We only undertake full structural building surveys hence we lift inspection chambers to inspect the drains beneath.Unless there is a very good reason not to! Such as cars parked over chambers, rusting or dangerous chambers or where they have been covered by decking or tarmac. This inspection is normally undertaken as the last part of the survey. But when we see the tell-tale black pitched fibre tubes in the inspection chamber, we know you have a problem.

What is Pitch fibre?

Pitch fibre is an organic base (such as cellulose/wood) formed into a tube, which is impregnated with bitumen.Imagine cardboard soaked in tar…Some were even reinforced with asbestos fibres to help improve their performance, which adds another layer of complexity to their removal.

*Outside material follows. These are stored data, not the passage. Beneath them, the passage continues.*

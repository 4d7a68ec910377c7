//! Error types for the bulk operations crate.
//!
//! Errors are grouped by where they originate: configuration, the remote
//! service, the network, malformed responses, and the transfer machinery.
//! "Not found" is a classification of [`ServiceError`], not a variant of its
//! own: lookups in this crate turn it into an absent value.

mod mapping;

pub use mapping::{is_not_found_code, map_error_code};

use std::path::PathBuf;
use thiserror::Error;

/// Top-level error type for bulk operations.
#[derive(Debug, Error)]
pub enum BulkError {
    /// Configuration-related errors.
    #[error("Configuration error: {0}")]
    Configuration(#[from] ConfigurationError),

    /// Errors reported by the remote service.
    #[error("Service error: {0}")]
    Service(#[from] ServiceError),

    /// Network and transport errors.
    #[error("Network error: {0}")]
    Network(#[from] NetworkError),

    /// Response shape errors.
    #[error("Response error: {0}")]
    Response(#[from] ResponseError),

    /// Transfer and worker pool errors.
    #[error("Transfer error: {0}")]
    Transfer(#[from] TransferError),
}

impl BulkError {
    /// Returns true if the service reported that the target does not exist.
    pub fn is_not_found(&self) -> bool {
        match self {
            BulkError::Service(e) => e.is_not_found(),
            _ => false,
        }
    }

    /// Returns the HTTP status code reported by the service, if any.
    pub fn status_code(&self) -> Option<u16> {
        match self {
            BulkError::Service(e) => e.status,
            _ => None,
        }
    }

    /// Returns the provider error code, if any.
    pub fn code(&self) -> Option<&str> {
        match self {
            BulkError::Service(e) => Some(e.code.as_str()),
            _ => None,
        }
    }

    /// Returns the request ID reported by the service, if any.
    pub fn request_id(&self) -> Option<&str> {
        match self {
            BulkError::Service(e) => e.request_id.as_deref(),
            _ => None,
        }
    }

    /// Wrap the error with the resource the failing call was acting on.
    ///
    /// Only service errors carry a resource; other categories already
    /// describe themselves.
    pub fn with_resource(self, resource: impl Into<String>) -> Self {
        match self {
            BulkError::Service(mut e) => {
                if e.resource.is_none() {
                    e.resource = Some(resource.into());
                }
                BulkError::Service(e)
            }
            other => other,
        }
    }
}

/// Configuration errors.
#[derive(Debug, Error)]
pub enum ConfigurationError {
    /// Invalid configuration value.
    #[error("Invalid configuration for '{field}': {message}")]
    InvalidConfiguration {
        /// The configuration field.
        field: String,
        /// Error message.
        message: String,
    },

    /// Invalid endpoint URL.
    #[error("Invalid endpoint URL '{url}': {details}")]
    InvalidEndpoint {
        /// The invalid URL.
        url: String,
        /// Error details.
        details: String,
    },

    /// Credentials were only partially provided.
    #[error("Incomplete credentials: {message}")]
    IncompleteCredentials {
        /// Error message.
        message: String,
    },
}

/// Which remote service produced an error.
#[derive(Debug, Clone, Copy, PartialEq, Eq)]
pub enum ServiceKind {
    /// Object storage.
    Storage,
    /// Message queue.
    Queue,
    /// Identity and access management.
    Identity,
}

impl std::fmt::Display for ServiceKind {
    fn fmt(&self, f: &mut std::fmt::Formatter<'_>) -> std::fmt::Result {
        match self {
            ServiceKind::Storage => write!(f, "s3"),
            ServiceKind::Queue => write!(f, "sqs"),
            ServiceKind::Identity => write!(f, "iam"),
        }
    }
}

/// An error response returned by the remote service.
#[derive(Debug, Error)]
#[error("{service} {operation} failed{}: {code}: {message}", describe_resource(.resource))]
pub struct ServiceError {
    /// Service that rejected the call.
    pub service: ServiceKind,
    /// Operation name (e.g. "DeleteObject").
    pub operation: String,
    /// Provider error code (e.g. "NoSuchKey").
    pub code: String,
    /// Human-readable message.
    pub message: String,
    /// HTTP status, when known.
    pub status: Option<u16>,
    /// Resource the call acted on (container/key, queue URL, role name).
    pub resource: Option<String>,
    /// Provider request ID.
    pub request_id: Option<String>,
}

impl ServiceError {
    /// Create a new service error.
    pub fn new(
        service: ServiceKind,
        operation: impl Into<String>,
        code: impl Into<String>,
        message: impl Into<String>,
    ) -> Self {
        Self {
            service,
            operation: operation.into(),
            code: code.into(),
            message: message.into(),
            status: None,
            resource: None,
            request_id: None,
        }
    }

    /// Set the HTTP status.
    pub fn with_status(mut self, status: u16) -> Self {
        self.status = Some(status);
        self
    }

    /// Set the resource.
    pub fn with_resource(mut self, resource: impl Into<String>) -> Self {
        self.resource = Some(resource.into());
        self
    }

    /// Set the request ID.
    pub fn with_request_id(mut self, request_id: impl Into<String>) -> Self {
        self.request_id = Some(request_id.into());
        self
    }

    /// Returns true if the error means "the target does not exist".
    ///
    /// A 404 status counts even when the code is unfamiliar; HEAD responses
    /// carry no body and therefore no code.
    pub fn is_not_found(&self) -> bool {
        self.status == Some(404) || is_not_found_code(&self.code)
    }
}

fn describe_resource(resource: &Option<String>) -> String {
    match resource {
        Some(r) => format!(" for '{r}'"),
        None => String::new(),
    }
}

/// Network and transport errors.
#[derive(Debug, Error)]
pub enum NetworkError {
    /// Connection failed.
    #[error("Connection failed: {message}")]
    ConnectionFailed {
        /// Error message.
        message: String,
    },

    /// Request timed out.
    #[error("Request timed out: {message}")]
    Timeout {
        /// Error message.
        message: String,
    },

    /// Any other dispatch failure from the client library.
    #[error("Dispatch failure: {message}")]
    Dispatch {
        /// Error message.
        message: String,
    },
}

/// Response shape errors.
#[derive(Debug, Error)]
pub enum ResponseError {
    /// A page claimed more results but carried no cursor.
    #[error("Truncated page from {operation} has no continuation cursor")]
    MissingCursor {
        /// The list operation.
        operation: String,
    },

    /// Missing required field.
    #[error("Missing required field '{field}' in {operation} response")]
    MissingField {
        /// The list operation.
        operation: String,
        /// The missing field name.
        field: String,
    },

    /// A batch response referred to an entry that was not in the request.
    #[error("{operation} reported a failure for unknown entry '{id}'")]
    UnknownEntryId {
        /// The batch operation.
        operation: String,
        /// The entry ID as reported.
        id: String,
    },

    /// The response body could not be read.
    #[error("Failed to read response body: {message}")]
    Body {
        /// Error message.
        message: String,
    },
}

/// Transfer and worker pool errors.
#[derive(Debug, Error)]
pub enum TransferError {
    /// The coordinator no longer accepts work.
    #[error("Transfer coordinator has been shut down")]
    ShutDown,

    /// The transfer task was aborted before it finished.
    #[error("Transfer of '{key}' was aborted")]
    Aborted {
        /// The object key.
        key: String,
    },

    /// The transfer task panicked.
    #[error("Transfer of '{key}' panicked")]
    Panicked {
        /// The object key.
        key: String,
    },

    /// A reader produced a different number of bytes than declared.
    #[error("Incomplete body: expected {expected} bytes, received {received} bytes")]
    IncompleteBody {
        /// Declared size.
        expected: u64,
        /// Received size.
        received: u64,
    },

    /// The service computed a different checksum than we did.
    #[error("Checksum mismatch: expected {expected}, got {actual}")]
    ChecksumMismatch {
        /// Locally computed checksum.
        expected: String,
        /// Checksum reported by the service.
        actual: String,
    },

    /// The source needs more parts than a multipart upload allows.
    #[error("Source needs more than {limit} parts of {part_size} bytes")]
    TooManyParts {
        /// Part count limit.
        limit: u32,
        /// Configured part size.
        part_size: u64,
    },

    /// Local file or stream I/O failed.
    #[error("I/O error on {}: {source}", describe_path(.path))]
    Io {
        /// The local path, if the source was a file.
        path: Option<PathBuf>,
        /// The underlying error.
        #[source]
        source: std::io::Error,
    },
}

fn describe_path(path: &Option<PathBuf>) -> String {
    match path {
        Some(p) => p.display().to_string(),
        None => "stream".to_string(),
    }
}

impl TransferError {
    /// Wrap an I/O error on a local file.
    pub fn file(path: impl Into<PathBuf>, source: std::io::Error) -> Self {
        TransferError::Io {
            path: Some(path.into()),
            source,
        }
    }

    /// Wrap an I/O error on a stream.
    pub fn stream(source: std::io::Error) -> Self {
        TransferError::Io { path: None, source }
    }
}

They were jointed with a very basic slip-type collar which often fails, then root penetration becomes a real problem.Because of their delicate construction, flailing and rodding to remove roots and blockages will cause irreparable damage. It will scrape the bitumen away and accelerate their degradation.

When was it used?

We are on high alert for this in properties constructed between the 1950s-1970s, and commonly from the Sixties onward.

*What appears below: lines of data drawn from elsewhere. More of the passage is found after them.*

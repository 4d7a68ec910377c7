//! Integration tests for BulkEraser and StorageService.

use aws_bulk::config::BulkConfig;
use aws_bulk::error::BulkError;
use aws_bulk::mocks::{InMemoryObjectStore, StoreOp};
use aws_bulk::services::{BulkEraser, StorageService};
use std::sync::Arc;
use test_case::test_case;

fn create_storage(store: Arc<InMemoryObjectStore>) -> StorageService {
    StorageService::new(Arc::new(BulkConfig::default()), store)
}

fn create_eraser(store: Arc<InMemoryObjectStore>) -> BulkEraser {
    BulkEraser::new(create_storage(store))
}

fn init_tracing() {
    let _ = tracing_subscriber::fmt()
        .with_env_filter(tracing_subscriber::EnvFilter::from_default_env())
        .with_test_writer()
        .try_init();
}

#[tokio::test]
async fn test_empty_versioned_container() {
    init_tracing();
    let store = Arc::new(InMemoryObjectStore::new());
    store.create_container("versioned", true);
    store.insert_object("versioned", "a", "a1");
    store.insert_object("versioned", "a", "a2");
    store.insert_object("versioned", "b", "b1");
    store.insert_object("versioned", "c", "c1");
    assert_eq!(store.version_count("versioned"), 4);

    let report = create_eraser(store.clone())
        .empty_container("versioned")
        .await
        .unwrap();

    assert_eq!(store.object_count("versioned"), 0);
    assert_eq!(store.version_count("versioned"), 0);
    assert_eq!(report.objects_deleted, 3);
    // four versions plus the three delete markers left by the first phase
    assert_eq!(report.versions_deleted, 7);
    assert!(store.container_exists("versioned"));
}

#[tokio::test]
async fn test_empty_container_with_existing_delete_markers() {
    let store = Arc::new(InMemoryObjectStore::new());
    store.create_container("b", true);
    store.insert_object("b", "gone", "x");
    store.insert_delete_marker("b", "gone");
    assert_eq!(store.object_count("b"), 0);

    let report = create_eraser(store.clone()).empty_container("b").await.unwrap();

    assert_eq!(report.objects_deleted, 0);
    assert_eq!(report.versions_deleted, 2);
    assert_eq!(store.version_count("b"), 0);
}

#[tokio::test]
async fn test_empty_unversioned_container_across_pages() {
    let store = Arc::new(InMemoryObjectStore::new().with_page_size(2));
    store.create_container("plain", false);
    for key in ["a", "b", "c", "d"] {
        store.insert_object("plain", key, "data");
    }

    let report = create_eraser(store.clone()).empty_container("plain").await.unwrap();

    assert_eq!(report.objects_deleted, 4);
    assert_eq!(report.versions_deleted, 0);
    assert_eq!(store.calls(StoreOp::ListObjects), 2);
    assert_eq!(store.calls(StoreOp::ListVersions), 1);
    assert_eq!(report.pages_listed, 3);
    assert_eq!(store.calls(StoreOp::DeleteObject), 4);
}

#[tokio::test]
async fn test_empty_container_that_is_already_empty() {
    let store = Arc::new(InMemoryObjectStore::new());
    store.create_container("empty", true);

    let report = create_eraser(store.clone()).empty_container("empty").await.unwrap();

    assert_eq!(report.objects_deleted, 0);
    assert_eq!(report.versions_deleted, 0);
    assert_eq!(report.pages_listed, 2);
    assert_eq!(store.calls(StoreOp::DeleteObject), 0);
    assert_eq!(store.calls(StoreOp::DeleteVersion), 0);
}

#[tokio::test]
async fn test_first_delete_failure_aborts_and_rerun_finishes() {
    let store = Arc::new(InMemoryObjectStore::new());
    store.create_container("bucket", false);
    for key in ["a", "b", "c"] {
        store.insert_object("bucket", key, "data");
    }
    store.fail(StoreOp::DeleteObject, Some("b"), "AccessDenied", 403);
    let eraser = create_eraser(store.clone());

    let result = eraser.empty_container("bucket").await;
    match result {
        Err(BulkError::Service(e)) => {
            assert_eq!(e.code, "AccessDenied");
            assert_eq!(e.resource.as_deref(), Some("bucket/b"));
        }
        other => panic!("Expected ServiceError, got {:?}", other),
    }
    assert!(store.object("bucket", "a").is_none());
    assert!(store.object("bucket", "b").is_some());
    assert!(store.object("bucket", "c").is_some());

    store.clear_failures();
    let report = eraser.empty_container("bucket").await.unwrap();
    assert_eq!(report.objects_deleted, 2);
    assert_eq!(store.object_count("bucket"), 0);
}

#[tokio::test]
async fn test_version_delete_failure_carries_version_context() {
    let store = Arc::new(InMemoryObjectStore::new());
    store.create_container("bucket", true);
    store.insert_object("bucket", "k", "data");
    store.fail(StoreOp::DeleteVersion, Some("k"), "AccessDenied", 403);

    let err = create_eraser(store)
        .empty_container("bucket")
        .await
        .unwrap_err();
    match err {
        BulkError::Service(e) => {
            assert_eq!(e.operation, "DeleteObject");
            assert!(e.resource.unwrap().starts_with("bucket/k"));
        }
        other => panic!("Expected ServiceError, got {:?}", other),
    }
}

#[tokio::test]
async fn test_list_failure_propagates() {
    let store = Arc::new(InMemoryObjectStore::new());
    store.create_container("bucket", false);
    store.fail(StoreOp::ListObjects, None, "InternalError", 500);

    let err = create_eraser(store).empty_container("bucket").await.unwrap_err();
    assert_eq!(err.code(), Some("InternalError"));
    assert_eq!(err.status_code(), Some(500));
}

#[test_case(StoreOp::ListObjects; "objects")]
#[test_case(StoreOp::ListVersions; "versions")]
#[tokio::test]
async fn test_list_failure_names_the_container(op: StoreOp) {
    let store = Arc::new(InMemoryObjectStore::new());
    store.create_container("bucket", true);
    store.insert_object("bucket", "k", "data");
    store.fail(op, None, "SlowDown", 503);

    let err = create_eraser(store).empty_container("bucket").await.unwrap_err();
    match err {
        BulkError::Service(e) => {
            assert_eq!(e.code, "SlowDown");
            assert_eq!(e.resource.as_deref(), Some("bucket"));
        }
        other => panic!("Expected ServiceError, got {:?}", other),
    }
}

#[tokio::test]
async fn test_list_keys_failure_names_the_container() {
    let store = Arc::new(InMemoryObjectStore::new());
    store.create_container("bucket", false);
    store.fail(StoreOp::ListObjects, None, "AccessDenied", 403);

    let err = create_storage(store).list_keys("bucket", None).await.unwrap_err();
    match err {
        BulkError::Service(e) => assert_eq!(e.resource.as_deref(), Some("bucket")),
        other => panic!("Expected ServiceError, got {:?}", other),
    }
}

#[tokio::test]
async fn test_delete_container() {
    let store = Arc::new(InMemoryObjectStore::new().with_page_size(3));
    store.create_container("doomed", true);
    for i in 0..10 {
        store.insert_object("doomed", &format!("key-{i}"), "data");
    }

    let report = create_eraser(store.clone())
        .delete_container("doomed")
        .await
        .unwrap();

    assert_eq!(report.objects_deleted, 10);
    assert!(!store.container_exists("doomed"));
}

#[tokio::test]
async fn test_delete_missing_container_fails() {
    let store = Arc::new(InMemoryObjectStore::new());

    let err = create_eraser(store).delete_container("ghost").await.unwrap_err();
    assert_eq!(err.code(), Some("NoSuchBucket"));
}

#[tokio::test]
async fn test_list_keys_with_prefix() {
    let store = Arc::new(InMemoryObjectStore::new().with_page_size(2));
    store.create_container("bucket", false);
    for key in ["logs/1", "logs/2", "logs/3", "data/1", "logs/4"] {
        store.insert_object("bucket", key, "x");
    }

    let keys = create_storage(store)
        .list_keys("bucket", Some("logs/"))
        .await
        .unwrap();

    assert_eq!(keys, vec!["logs/1", "logs/2", "logs/3", "logs/4"]);
}

#[tokio::test]
async fn test_list_keys_uses_configured_page_size() {
    let store = Arc::new(InMemoryObjectStore::new());
    store.create_container("bucket", false);
    for i in 0..7 {
        store.insert_object("bucket", &format!("k{i}"), "x");
    }
    let config = BulkConfig {
        list_page_size: Some(3),
        ..Default::default()
    };
    let storage = StorageService::new(Arc::new(config), store.clone());

    let keys = storage.list_keys("bucket", None).await.unwrap();

    assert_eq!(keys.len(), 7);
    assert_eq!(store.calls(StoreOp::ListObjects), 3);
}

#[tokio::test]
async fn test_exists() {
    let store = Arc::new(InMemoryObjectStore::new());
    store.create_container("bucket", false);
    store.insert_object("bucket", "present", "x");
    let storage = create_storage(store);

    assert!(storage.exists("bucket", "present").await.unwrap());
    assert!(!storage.exists("bucket", "absent").await.unwrap());
}

#[tokio::test]
async fn test_exists_propagates_access_denied() {
    let store = Arc::new(InMemoryObjectStore::new());
    store.create_container("bucket", false);
    store.fail(StoreOp::HeadObject, None, "AccessDenied", 403);

    let result = create_storage(store).exists("bucket", "key").await;
    match result {
        Err(BulkError::Service(e)) => assert_eq!(e.status, Some(403)),
        other => panic!("Expected ServiceError, got {:?}", other),
    }
}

Pitch fibre drains were used mainly because they were so cheap to produce. However, the adage of “buy cheap, buy twice” rings true. Victorian properties often have perfectly serviceable drains over 100 years old, but these pitch fibre ones represent trouble.

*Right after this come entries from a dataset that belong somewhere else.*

//! Handles on in-flight transfers.

use crate::error::{BulkError, TransferError};
use serde::{Deserialize, Serialize};
use tokio::sync::{oneshot, watch};

/// Lifecycle of one transfer.
///
/// `Pending` until a pool slot is free, `InProgress` while running, then
/// exactly one of the terminal states.
#[derive(Debug, Clone, PartialEq, Eq, Serialize, Deserialize)]
pub enum TransferState {
    /// Waiting for a pool slot.
    Pending,
    /// Running.
    InProgress,
    /// Finished successfully.
    Completed,
    /// Finished with an error; carries the error's description.
    Failed(String),
}

impl TransferState {
    /// Whether the transfer has finished, successfully or not.
    pub fn is_terminal(&self) -> bool {
        matches!(self, TransferState::Completed | TransferState::Failed(_))
    }
}

/// Result of a finished transfer.
#[derive(Debug, Clone, PartialEq, Eq, Serialize, Deserialize)]
pub struct TransferReceipt {
    /// Container name.
    pub container: String,
    /// Object key.
    pub key: String,
    /// Bytes transferred.
    pub size: u64,
    /// Entity tag reported by the service.
    pub e_tag: Option<String>,
    /// Version identifier, in versioned containers.
    pub version_id: Option<String>,
}

pub(crate) type TransferResult = Result<TransferReceipt, BulkError>;

/// Observes one asynchronous upload.
///
/// Dropping the handle does not cancel the transfer.
#[derive(Debug)]
pub struct TransferHandle {
    container: String,
    key: String,
    state: watch::Receiver<TransferState>,
    result: oneshot::Receiver<TransferResult>,
}

impl TransferHandle {
    pub(crate) fn new(
        container: String,
        key: String,
        state: watch::Receiver<TransferState>,
        result: oneshot::Receiver<TransferResult>,
    ) -> Self {
        Self {
            container,
            key,
            state,
            result,
        }
    }

    /// Container being written.
    pub fn container(&self) -> &str {
        &self.container
    }

    /// Key being written.
    pub fn key(&self) -> &str {
        &self.key
    }

    /// Current state.
    ///
    /// A transfer whose task was aborted before finishing reports `Failed`.
    pub fn state(&self) -> TransferState {
        let current = self.state.borrow().clone();
        if !current.is_terminal() && self.state.has_changed().is_err() {
            return TransferState::Failed(
                TransferError::Aborted {
                    key: self.key.clone(),
                }
                .to_string(),
            );
        }
        current
    }

    /// Whether the transfer has reached a terminal state.
    pub fn is_finished(&self) -> bool {
        self.state().is_terminal()
    }

    /// Wait for the transfer to finish.
    pub async fn wait(self) -> Result<TransferReceipt, BulkError> {
        match self.result.await {
            Ok(result) => result,
            Err(_) => Err(TransferError::Aborted { key: self.key }.into()),
        }
    }
}

#[cfg(test)]
mod tests {
    use super::*;

    fn handle() -> (
        TransferHandle,
        watch::Sender<TransferState>,
        oneshot::Sender<TransferResult>,
    ) {
        let (state_tx, state_rx) = watch::channel(TransferState::Pending);
        let (result_tx, result_rx) = oneshot::channel();
        let handle = TransferHandle::new("b".into(), "k".into(), state_rx, result_rx);
        (handle, state_tx, result_tx)
    }

    #[test]
    fn test_terminal_states() {
        assert!(!TransferState::Pending.is_terminal());
        assert!(!TransferState::InProgress.is_terminal());
        assert!(TransferState::Completed.is_terminal());
        assert!(TransferState::Failed("x".into()).is_terminal());
    }

    #[tokio::test]
    async fn test_dropped_task_reports_aborted() {
        let (handle, state_tx, result_tx) = handle();
        state_tx.send_replace(TransferState::InProgress);
        drop(state_tx);
        drop(result_tx);

        assert!(matches!(handle.state(), TransferState::Failed(_)));
        match handle.wait().await {
            Err(BulkError::Transfer(TransferError::Aborted { key })) => assert_eq!(key, "k"),
            other => panic!("Expected Aborted, got {:?}", other),
        }
    }

    #[tokio::test]
    async fn test_completed_state_survives_sender_drop() {
        let (handle, state_tx, _result_tx) = handle();
        state_tx.send_replace(TransferState::Completed);
        drop(state_tx);
        assert_eq!(handle.state(), TransferState::Completed);
    }
}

With the design life being around 40 years, most of these systems are now time served and require replacement.Often vendors are aware of the presence of pitch fibre, as they have had issues with them during their occupation.

What are the problems with pitch fibre?

Pitch fibre by its own description doesn’t sound like a good idea for waste pipework.It has an estimated lifespan of around 40 years before the layers peel.The pipes become easily deformed due to pressure in the sub soil. Where the water regularly travels, the bottoms will blister. They are also prone to root penetration where roots can push through the joints or straight through the pipework itself.They can also react badly to certain fats and oils.

Insurance companies often specifically exclude damage to pitch fibre drains and do not cover the repair work. There have been rulings by the FCA with regards to these exclusions, but each is on a case by case basis and depends on the policy wording

Where have we found it?

We have found these systems in Clevedon, Yate, Ubley and Hanham for example.

What can be done?

We always endeavour not to recommend appointing specialists unless really essential- this is one such case. A CCTV survey will be required and this will answer most questions. As the pipes were fairly flexible and poorly bedded, the falls have often changed with settlement over the years. Hence lining them may not be an option. However, if the results of the CCTV inspections results show that the falls are fair, then lining is one repair method. Otherwise, the word that is not used as much anymore is“excavation”. The cost of this really depends on the depth of the drains. In Yate and in Clevedon they were very close to the surface whereas in Ubley they were very deep.